■ About this exercise
Could you write out the lines below exactly, beginning with the first and finishing with the one that contains "let id = actor.add_item(item, Utc::now());"?

========================

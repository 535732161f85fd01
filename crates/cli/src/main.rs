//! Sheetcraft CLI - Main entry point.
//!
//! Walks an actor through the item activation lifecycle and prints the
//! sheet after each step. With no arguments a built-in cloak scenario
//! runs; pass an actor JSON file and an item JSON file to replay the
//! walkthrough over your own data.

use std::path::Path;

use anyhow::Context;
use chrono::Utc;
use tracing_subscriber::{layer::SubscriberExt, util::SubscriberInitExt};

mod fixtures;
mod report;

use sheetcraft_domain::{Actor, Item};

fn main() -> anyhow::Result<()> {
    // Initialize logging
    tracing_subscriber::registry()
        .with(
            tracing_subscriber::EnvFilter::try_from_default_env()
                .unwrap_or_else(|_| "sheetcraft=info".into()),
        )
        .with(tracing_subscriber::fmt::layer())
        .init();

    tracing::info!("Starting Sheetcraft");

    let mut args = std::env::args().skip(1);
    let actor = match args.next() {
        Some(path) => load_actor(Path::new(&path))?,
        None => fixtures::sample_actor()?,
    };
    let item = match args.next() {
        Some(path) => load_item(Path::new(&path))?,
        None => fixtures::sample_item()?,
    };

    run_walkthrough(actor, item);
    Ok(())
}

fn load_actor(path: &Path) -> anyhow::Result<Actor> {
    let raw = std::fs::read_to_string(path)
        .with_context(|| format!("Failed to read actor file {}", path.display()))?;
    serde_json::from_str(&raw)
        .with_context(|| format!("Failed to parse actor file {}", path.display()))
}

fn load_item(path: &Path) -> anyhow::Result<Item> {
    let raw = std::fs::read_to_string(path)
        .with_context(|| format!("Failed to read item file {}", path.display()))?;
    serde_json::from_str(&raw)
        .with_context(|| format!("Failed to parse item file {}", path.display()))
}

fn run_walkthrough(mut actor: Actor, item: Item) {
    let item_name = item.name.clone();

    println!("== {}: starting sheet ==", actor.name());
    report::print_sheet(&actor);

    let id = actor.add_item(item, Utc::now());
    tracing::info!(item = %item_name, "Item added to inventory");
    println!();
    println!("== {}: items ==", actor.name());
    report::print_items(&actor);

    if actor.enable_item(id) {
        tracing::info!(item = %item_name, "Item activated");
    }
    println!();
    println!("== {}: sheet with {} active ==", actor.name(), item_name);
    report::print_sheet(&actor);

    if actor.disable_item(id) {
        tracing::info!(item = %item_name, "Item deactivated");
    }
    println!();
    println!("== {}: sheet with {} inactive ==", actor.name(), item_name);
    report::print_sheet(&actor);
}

========================

■ Answer
repository 535732161f85fd01
filename crates/cli/src/main.rs
//! Sheetcraft CLI - Main entry point.
//!
//! Walks an actor through the item activation lifecycle and prints the
//! sheet after each step. With no arguments a built-in cloak scenario
//! runs; pass an actor JSON file and an item JSON file to replay the
//! walkthrough over your own data.

use std::path::Path;

use anyhow::Context;
use chrono::Utc;
use tracing_subscriber::{layer::SubscriberExt, util::SubscriberInitExt};

mod fixtures;
mod report;

use sheetcraft_domain::{Actor, Item};

fn main() -> anyhow::Result<()> {
    // Initialize logging
    tracing_subscriber::registry()
        .with(
            tracing_subscriber::EnvFilter::try_from_default_env()
                .unwrap_or_else(|_| "sheetcraft=info".into()),
        )
        .with(tracing_subscriber::fmt::layer())
        .init();

    tracing::info!("Starting Sheetcraft");

    let mut args = std::env::args().skip(1);
    let actor = match args.next() {
        Some(path) => load_actor(Path::new(&path))?,
        None => fixtures::sample_actor()?,
    };
    let item = match args.next() {
        Some(path) => load_item(Path::new(&path))?,
        None => fixtures::sample_item()?,
    };

    run_walkthrough(actor, item);
    Ok(())
}

fn load_actor(path: &Path) -> anyhow::Result<Actor> {
    let raw = std::fs::read_to_string(path)
        .with_context(|| format!("Failed to read actor file {}", path.display()))?;
    serde_json::from_str(&raw)
        .with_context(|| format!("Failed to parse actor file {}", path.display()))
}

fn load_item(path: &Path) -> anyhow::Result<Item> {
    let raw = std::fs::read_to_string(path)
        .with_context(|| format!("Failed to read item file {}", path.display()))?;
    serde_json::from_str(&raw)
        .with_context(|| format!("Failed to parse item file {}", path.display()))
}

fn run_walkthrough(mut actor: Actor, item: Item) {
    let item_name = item.name.clone();

    println!("== {}: starting sheet ==", actor.name());
    report::print_sheet(&actor);

    let id = actor.add_item(item, Utc::now());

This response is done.